◆ Records to process
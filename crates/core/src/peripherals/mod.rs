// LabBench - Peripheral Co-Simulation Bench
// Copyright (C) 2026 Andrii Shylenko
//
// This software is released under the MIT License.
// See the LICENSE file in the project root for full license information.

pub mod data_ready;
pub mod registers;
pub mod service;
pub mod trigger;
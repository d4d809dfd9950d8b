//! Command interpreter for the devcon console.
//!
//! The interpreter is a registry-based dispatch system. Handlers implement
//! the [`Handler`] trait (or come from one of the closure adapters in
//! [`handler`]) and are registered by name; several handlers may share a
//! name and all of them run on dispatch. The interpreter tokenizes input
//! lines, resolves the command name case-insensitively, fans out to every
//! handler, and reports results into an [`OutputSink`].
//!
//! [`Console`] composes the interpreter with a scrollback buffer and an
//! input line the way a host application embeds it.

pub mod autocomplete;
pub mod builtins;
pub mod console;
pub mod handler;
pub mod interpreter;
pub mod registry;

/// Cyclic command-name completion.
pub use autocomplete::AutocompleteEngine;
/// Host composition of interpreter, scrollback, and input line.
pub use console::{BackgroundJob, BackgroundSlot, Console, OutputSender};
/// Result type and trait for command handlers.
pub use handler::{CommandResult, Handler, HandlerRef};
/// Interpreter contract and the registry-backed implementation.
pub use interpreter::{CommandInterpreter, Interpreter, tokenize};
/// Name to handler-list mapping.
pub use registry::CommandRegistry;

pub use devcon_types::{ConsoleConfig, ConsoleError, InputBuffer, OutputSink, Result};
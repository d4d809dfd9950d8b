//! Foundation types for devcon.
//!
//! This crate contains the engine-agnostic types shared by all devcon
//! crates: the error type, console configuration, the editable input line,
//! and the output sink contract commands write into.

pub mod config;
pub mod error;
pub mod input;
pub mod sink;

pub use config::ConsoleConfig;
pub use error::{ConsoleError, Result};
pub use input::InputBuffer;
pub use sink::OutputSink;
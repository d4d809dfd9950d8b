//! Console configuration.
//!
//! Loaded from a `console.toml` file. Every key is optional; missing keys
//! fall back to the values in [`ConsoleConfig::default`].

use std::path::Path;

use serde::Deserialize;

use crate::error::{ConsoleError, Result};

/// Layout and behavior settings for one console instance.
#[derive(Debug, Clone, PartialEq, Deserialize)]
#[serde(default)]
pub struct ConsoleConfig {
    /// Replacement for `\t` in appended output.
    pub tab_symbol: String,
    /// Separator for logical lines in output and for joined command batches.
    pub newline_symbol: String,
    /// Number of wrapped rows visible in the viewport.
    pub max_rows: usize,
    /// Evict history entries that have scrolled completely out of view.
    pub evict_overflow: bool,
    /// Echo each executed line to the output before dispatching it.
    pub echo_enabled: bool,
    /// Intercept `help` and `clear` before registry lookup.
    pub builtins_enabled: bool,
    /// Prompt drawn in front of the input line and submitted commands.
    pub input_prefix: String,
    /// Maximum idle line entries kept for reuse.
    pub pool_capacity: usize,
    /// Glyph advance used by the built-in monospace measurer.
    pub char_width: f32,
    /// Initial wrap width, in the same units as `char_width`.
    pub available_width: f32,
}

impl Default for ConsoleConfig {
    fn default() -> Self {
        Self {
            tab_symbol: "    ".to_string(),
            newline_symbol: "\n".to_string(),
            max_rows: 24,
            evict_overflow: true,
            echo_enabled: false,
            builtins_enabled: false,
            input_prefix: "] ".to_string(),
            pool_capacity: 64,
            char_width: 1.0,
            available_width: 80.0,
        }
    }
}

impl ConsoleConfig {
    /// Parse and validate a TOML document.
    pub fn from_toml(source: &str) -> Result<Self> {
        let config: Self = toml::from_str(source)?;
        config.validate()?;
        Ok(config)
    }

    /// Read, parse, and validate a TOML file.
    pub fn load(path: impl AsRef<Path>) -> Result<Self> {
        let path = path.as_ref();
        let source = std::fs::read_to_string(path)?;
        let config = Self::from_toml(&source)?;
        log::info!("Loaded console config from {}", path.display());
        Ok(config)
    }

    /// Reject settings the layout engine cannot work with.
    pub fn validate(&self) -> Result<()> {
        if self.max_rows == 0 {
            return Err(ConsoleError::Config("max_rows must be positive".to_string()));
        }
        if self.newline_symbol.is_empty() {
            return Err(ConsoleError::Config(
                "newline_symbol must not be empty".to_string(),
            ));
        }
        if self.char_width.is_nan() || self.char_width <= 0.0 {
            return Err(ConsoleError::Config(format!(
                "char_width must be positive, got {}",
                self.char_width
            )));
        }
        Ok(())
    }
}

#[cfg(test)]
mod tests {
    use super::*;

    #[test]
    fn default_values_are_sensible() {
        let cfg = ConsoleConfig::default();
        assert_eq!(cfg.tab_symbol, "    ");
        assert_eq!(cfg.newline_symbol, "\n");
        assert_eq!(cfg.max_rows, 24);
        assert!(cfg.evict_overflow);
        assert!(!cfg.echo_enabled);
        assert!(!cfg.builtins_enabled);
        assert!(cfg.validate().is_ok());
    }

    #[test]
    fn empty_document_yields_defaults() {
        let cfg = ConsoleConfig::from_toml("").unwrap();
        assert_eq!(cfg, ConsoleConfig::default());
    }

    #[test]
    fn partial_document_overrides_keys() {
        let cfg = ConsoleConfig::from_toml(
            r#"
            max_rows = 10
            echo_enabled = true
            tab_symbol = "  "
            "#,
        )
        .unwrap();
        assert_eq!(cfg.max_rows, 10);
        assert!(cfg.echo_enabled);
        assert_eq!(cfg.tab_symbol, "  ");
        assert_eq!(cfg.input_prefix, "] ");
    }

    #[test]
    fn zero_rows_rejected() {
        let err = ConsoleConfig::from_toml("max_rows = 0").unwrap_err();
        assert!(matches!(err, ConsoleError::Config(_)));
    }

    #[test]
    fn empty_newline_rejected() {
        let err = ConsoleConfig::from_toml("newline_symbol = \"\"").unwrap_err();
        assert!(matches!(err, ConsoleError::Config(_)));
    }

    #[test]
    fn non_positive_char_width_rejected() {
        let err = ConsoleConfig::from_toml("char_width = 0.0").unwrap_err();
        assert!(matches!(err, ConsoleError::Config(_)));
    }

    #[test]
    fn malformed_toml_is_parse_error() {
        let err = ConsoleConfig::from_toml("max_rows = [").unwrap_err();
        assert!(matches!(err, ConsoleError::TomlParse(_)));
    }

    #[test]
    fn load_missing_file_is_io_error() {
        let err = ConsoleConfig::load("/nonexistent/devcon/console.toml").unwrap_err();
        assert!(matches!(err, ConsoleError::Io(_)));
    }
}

◆ Work task
In the material above, tally every line with the string "Loaded" in it, then give that number alone.

◆ Output for this task
2